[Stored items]
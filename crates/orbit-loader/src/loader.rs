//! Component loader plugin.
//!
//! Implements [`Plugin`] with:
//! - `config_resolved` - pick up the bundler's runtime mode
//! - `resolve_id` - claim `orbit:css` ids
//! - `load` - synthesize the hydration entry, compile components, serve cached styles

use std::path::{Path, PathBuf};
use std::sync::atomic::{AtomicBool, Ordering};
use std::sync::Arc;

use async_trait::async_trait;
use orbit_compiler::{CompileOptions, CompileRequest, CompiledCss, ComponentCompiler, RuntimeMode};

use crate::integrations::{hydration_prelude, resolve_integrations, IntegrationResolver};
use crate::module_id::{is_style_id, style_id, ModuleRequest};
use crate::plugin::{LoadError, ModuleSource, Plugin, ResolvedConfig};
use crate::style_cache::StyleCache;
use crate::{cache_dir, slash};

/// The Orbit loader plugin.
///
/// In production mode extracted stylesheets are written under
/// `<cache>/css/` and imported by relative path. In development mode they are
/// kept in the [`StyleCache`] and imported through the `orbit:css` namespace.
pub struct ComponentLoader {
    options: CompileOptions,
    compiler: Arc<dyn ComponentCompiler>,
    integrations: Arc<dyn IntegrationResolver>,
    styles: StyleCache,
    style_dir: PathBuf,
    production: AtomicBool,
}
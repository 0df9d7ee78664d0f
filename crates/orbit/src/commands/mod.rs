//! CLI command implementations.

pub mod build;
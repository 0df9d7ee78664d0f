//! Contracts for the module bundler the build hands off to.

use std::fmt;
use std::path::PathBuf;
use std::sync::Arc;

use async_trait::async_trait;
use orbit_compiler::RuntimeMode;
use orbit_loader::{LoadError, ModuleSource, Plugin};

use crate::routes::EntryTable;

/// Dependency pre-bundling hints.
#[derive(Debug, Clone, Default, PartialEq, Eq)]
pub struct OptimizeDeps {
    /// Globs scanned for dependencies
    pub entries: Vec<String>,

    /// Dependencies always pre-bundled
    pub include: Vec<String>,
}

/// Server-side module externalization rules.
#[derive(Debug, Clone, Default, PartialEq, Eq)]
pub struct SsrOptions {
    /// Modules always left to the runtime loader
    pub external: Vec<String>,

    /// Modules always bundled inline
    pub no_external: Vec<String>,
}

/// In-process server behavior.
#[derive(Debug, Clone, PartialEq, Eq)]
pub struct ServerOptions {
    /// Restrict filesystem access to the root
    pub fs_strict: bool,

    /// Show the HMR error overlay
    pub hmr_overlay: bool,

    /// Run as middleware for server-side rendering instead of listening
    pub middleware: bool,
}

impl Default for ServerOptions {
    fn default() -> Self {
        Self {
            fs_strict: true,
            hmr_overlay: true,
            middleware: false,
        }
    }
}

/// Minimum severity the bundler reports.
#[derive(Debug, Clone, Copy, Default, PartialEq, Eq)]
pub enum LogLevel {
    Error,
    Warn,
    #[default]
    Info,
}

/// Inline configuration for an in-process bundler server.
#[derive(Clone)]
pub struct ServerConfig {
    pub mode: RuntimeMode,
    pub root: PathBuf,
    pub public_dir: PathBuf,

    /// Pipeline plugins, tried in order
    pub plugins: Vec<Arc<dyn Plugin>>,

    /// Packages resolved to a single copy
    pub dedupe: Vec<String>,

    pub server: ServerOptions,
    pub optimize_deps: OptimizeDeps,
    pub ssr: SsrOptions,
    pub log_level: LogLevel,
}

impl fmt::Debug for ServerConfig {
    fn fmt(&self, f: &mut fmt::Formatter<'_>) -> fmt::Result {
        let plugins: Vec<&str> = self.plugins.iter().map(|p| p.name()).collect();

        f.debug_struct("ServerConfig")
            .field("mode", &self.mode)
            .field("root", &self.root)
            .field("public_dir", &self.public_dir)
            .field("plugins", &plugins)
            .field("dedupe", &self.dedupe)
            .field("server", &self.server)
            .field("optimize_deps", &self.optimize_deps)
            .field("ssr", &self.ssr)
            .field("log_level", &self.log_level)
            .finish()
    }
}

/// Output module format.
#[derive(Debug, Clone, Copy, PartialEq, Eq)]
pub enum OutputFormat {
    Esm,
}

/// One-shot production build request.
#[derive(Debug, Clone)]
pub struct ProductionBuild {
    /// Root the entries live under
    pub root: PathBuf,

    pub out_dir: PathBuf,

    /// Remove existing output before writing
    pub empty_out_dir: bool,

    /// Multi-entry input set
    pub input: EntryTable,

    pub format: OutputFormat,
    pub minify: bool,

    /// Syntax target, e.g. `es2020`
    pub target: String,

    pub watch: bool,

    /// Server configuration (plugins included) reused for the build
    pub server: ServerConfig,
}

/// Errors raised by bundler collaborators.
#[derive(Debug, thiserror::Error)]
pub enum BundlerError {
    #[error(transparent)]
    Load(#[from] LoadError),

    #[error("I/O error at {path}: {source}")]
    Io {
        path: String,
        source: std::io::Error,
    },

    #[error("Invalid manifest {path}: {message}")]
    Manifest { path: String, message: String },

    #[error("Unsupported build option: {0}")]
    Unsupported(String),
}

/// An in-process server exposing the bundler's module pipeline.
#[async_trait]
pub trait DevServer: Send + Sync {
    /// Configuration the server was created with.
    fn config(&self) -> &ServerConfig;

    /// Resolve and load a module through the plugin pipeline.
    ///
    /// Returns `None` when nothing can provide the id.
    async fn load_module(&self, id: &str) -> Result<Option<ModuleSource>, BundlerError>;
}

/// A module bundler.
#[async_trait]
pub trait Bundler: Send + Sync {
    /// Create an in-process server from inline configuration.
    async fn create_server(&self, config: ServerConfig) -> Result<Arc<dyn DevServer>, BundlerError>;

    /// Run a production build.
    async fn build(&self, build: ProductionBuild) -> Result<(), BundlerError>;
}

---

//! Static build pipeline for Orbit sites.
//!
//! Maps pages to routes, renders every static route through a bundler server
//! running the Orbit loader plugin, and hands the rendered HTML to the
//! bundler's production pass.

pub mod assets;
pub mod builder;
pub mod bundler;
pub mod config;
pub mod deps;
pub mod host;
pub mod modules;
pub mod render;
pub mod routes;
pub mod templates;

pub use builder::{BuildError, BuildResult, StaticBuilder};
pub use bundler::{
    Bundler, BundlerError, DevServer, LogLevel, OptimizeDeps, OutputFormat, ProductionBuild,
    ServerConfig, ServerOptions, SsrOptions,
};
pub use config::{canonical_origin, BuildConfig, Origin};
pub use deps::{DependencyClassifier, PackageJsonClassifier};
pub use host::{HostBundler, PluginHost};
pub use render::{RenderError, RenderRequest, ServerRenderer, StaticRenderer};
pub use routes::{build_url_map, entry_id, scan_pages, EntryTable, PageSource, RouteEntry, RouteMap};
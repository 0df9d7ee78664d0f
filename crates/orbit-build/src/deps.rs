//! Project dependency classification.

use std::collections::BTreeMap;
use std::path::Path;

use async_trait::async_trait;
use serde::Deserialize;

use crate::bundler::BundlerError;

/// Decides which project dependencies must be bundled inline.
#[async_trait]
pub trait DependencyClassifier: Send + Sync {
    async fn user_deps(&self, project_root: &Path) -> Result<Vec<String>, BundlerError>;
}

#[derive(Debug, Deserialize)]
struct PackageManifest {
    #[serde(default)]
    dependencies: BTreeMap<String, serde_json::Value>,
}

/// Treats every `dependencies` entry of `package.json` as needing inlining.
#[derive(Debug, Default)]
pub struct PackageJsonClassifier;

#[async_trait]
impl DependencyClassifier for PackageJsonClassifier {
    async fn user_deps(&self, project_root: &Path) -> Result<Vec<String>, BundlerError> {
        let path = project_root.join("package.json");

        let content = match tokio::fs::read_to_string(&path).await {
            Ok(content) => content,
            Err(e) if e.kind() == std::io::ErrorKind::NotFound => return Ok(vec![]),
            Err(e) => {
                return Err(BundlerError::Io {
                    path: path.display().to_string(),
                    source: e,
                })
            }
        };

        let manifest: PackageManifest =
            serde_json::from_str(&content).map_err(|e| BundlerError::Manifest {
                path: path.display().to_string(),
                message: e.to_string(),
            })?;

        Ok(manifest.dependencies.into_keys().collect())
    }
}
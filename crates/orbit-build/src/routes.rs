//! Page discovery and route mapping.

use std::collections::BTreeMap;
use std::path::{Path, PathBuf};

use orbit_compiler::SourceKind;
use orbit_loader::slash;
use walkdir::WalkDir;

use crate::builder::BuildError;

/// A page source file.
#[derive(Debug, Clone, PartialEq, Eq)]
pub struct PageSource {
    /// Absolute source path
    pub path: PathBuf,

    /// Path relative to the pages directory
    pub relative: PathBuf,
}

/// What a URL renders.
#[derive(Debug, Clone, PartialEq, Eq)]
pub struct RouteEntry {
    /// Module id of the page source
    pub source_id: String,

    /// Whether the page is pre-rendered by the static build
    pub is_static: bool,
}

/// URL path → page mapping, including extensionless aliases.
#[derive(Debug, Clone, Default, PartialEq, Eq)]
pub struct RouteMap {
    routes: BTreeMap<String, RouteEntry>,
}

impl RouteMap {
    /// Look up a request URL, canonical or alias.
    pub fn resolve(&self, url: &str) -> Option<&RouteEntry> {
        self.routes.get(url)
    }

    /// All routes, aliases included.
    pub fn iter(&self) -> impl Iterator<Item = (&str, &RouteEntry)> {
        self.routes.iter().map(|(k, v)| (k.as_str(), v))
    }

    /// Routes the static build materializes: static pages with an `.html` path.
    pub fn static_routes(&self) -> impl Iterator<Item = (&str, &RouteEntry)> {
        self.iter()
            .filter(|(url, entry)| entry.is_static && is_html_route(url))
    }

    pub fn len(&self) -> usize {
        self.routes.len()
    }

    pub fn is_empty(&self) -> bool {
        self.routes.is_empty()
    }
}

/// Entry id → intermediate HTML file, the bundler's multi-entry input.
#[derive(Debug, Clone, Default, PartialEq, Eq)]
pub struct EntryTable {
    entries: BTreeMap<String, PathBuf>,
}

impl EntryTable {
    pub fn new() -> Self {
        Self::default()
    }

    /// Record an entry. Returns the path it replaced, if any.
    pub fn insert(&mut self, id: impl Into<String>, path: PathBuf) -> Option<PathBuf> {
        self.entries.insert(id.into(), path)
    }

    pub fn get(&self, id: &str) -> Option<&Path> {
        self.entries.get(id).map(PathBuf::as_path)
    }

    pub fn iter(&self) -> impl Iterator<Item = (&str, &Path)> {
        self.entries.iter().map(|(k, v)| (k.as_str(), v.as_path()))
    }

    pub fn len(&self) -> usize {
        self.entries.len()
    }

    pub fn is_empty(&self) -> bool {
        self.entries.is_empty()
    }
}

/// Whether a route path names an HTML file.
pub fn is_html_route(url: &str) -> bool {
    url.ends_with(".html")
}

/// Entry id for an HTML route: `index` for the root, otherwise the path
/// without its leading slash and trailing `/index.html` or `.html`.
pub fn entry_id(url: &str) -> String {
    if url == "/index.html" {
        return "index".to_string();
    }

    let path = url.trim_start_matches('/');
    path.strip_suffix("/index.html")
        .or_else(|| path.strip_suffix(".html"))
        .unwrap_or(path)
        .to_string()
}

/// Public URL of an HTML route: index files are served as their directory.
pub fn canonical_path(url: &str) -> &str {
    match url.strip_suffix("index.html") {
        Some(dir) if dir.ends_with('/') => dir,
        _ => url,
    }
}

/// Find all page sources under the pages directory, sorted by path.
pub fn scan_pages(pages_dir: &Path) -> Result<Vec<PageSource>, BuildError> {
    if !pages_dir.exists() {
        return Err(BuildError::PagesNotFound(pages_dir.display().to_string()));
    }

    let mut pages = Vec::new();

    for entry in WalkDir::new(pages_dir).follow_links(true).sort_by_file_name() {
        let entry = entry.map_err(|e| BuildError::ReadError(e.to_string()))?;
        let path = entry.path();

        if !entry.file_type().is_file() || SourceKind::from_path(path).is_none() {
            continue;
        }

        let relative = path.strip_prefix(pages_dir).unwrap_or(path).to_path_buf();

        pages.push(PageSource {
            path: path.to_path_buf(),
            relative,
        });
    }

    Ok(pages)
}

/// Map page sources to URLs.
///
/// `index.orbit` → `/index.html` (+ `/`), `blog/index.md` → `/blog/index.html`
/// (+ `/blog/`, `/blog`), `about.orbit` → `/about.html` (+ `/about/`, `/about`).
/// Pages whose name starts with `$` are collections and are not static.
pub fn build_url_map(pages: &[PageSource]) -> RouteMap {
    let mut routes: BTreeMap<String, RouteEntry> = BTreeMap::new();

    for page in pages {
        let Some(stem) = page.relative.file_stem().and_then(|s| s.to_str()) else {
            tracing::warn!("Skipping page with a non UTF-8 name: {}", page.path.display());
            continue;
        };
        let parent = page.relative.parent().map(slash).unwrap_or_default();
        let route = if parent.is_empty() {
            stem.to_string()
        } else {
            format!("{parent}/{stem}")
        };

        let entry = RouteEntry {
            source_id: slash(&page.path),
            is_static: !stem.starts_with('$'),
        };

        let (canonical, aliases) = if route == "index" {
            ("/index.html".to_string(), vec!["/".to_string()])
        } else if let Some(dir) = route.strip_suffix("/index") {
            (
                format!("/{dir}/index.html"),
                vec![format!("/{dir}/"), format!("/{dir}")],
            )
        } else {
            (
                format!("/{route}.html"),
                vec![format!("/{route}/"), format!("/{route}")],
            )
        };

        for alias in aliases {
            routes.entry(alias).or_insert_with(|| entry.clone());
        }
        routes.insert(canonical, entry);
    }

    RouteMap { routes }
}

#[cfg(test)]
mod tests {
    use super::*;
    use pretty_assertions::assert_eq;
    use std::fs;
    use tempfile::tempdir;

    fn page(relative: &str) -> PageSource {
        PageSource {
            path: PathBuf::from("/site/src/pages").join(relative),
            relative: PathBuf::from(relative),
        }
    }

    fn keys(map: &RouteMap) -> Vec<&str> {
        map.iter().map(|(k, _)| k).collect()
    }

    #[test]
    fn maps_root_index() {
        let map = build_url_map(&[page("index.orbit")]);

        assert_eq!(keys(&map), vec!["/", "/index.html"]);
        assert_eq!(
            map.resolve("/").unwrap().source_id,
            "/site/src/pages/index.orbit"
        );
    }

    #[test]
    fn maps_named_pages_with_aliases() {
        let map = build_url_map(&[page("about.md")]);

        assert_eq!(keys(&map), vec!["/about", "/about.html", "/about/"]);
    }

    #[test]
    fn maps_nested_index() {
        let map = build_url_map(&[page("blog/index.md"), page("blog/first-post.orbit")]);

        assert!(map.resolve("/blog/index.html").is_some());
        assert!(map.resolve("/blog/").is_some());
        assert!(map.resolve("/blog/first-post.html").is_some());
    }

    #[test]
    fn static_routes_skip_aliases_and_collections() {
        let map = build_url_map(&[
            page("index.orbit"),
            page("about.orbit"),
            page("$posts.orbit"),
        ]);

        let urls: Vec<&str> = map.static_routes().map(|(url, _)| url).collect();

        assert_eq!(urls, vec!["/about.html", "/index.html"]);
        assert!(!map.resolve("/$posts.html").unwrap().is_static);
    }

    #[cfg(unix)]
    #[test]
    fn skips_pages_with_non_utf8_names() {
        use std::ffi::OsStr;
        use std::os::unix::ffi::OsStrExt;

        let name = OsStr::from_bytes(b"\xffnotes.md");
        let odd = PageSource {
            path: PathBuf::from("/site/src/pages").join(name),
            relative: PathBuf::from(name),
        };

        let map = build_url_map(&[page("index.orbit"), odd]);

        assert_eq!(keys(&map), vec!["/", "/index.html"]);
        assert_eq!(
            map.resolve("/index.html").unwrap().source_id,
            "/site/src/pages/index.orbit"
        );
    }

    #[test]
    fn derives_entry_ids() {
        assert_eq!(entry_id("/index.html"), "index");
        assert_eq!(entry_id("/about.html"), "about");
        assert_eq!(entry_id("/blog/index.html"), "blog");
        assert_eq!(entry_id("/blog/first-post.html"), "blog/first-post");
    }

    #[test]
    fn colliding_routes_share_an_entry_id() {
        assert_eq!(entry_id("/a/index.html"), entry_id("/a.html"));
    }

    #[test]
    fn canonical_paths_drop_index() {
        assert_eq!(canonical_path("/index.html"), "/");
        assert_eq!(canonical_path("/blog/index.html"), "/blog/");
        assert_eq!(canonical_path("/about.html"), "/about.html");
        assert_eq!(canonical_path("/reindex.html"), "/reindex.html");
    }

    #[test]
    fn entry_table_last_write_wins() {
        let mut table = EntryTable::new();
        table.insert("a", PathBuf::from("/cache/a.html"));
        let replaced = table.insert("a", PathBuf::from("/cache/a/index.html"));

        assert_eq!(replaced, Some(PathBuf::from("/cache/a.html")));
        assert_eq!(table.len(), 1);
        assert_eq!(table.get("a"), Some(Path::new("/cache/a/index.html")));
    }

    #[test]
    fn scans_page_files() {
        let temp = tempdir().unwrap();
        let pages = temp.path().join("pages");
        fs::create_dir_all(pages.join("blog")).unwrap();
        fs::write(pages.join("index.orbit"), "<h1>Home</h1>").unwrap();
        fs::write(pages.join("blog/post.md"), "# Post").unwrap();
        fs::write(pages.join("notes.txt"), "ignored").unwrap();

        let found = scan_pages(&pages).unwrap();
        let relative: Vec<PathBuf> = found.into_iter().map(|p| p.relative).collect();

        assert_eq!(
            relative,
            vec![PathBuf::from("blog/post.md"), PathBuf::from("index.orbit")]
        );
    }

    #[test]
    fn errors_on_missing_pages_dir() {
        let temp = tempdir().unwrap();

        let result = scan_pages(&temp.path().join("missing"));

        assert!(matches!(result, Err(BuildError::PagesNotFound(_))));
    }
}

* * *

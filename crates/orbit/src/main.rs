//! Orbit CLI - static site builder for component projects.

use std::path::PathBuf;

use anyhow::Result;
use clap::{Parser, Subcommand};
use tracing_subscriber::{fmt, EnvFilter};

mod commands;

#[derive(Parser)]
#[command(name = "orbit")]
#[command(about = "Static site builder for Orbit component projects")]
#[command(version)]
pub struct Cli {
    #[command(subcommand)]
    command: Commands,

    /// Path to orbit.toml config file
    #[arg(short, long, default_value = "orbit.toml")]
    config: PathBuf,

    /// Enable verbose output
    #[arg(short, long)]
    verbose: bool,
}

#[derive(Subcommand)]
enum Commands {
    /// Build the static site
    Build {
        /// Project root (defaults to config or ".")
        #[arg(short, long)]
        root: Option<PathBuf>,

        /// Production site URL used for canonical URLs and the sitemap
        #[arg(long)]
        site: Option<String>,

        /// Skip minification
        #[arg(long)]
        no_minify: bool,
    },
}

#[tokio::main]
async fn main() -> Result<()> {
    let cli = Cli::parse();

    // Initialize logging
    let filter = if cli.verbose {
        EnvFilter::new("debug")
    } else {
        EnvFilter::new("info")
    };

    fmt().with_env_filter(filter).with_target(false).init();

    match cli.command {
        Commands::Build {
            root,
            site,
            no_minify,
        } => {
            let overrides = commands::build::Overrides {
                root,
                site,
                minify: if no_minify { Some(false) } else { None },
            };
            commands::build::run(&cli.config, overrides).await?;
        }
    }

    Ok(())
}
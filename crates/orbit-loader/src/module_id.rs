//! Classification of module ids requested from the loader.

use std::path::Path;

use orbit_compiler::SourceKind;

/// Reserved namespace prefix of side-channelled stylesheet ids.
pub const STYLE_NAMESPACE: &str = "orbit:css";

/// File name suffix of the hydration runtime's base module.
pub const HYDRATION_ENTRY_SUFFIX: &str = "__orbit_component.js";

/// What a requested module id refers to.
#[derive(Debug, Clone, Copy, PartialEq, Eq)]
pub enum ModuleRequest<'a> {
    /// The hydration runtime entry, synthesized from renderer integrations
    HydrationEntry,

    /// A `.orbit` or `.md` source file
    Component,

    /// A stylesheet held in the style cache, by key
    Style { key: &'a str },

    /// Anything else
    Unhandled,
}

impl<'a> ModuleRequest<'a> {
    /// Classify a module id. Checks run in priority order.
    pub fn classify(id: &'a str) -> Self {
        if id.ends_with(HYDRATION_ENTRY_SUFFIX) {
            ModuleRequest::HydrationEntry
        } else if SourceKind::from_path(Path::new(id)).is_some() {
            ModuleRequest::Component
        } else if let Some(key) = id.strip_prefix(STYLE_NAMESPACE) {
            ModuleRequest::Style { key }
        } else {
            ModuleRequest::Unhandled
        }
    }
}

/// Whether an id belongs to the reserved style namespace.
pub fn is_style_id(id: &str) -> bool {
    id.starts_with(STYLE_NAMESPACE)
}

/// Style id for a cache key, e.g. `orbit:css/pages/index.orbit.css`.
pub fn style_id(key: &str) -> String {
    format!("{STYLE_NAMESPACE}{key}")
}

» Problem description
Whenever a line above has the word "entries" in it, copy that line.

» Reply to the task
    pub entries: Vec<String>,
    /// Root the entries live under
    entries: BTreeMap<String, PathBuf>,
        self.entries.insert(id.into(), path)
        self.entries.get(id).map(PathBuf::as_path)
        self.entries.iter().map(|(k, v)| (k.as_str(), v.as_path()))
        self.entries.len()
        self.entries.is_empty()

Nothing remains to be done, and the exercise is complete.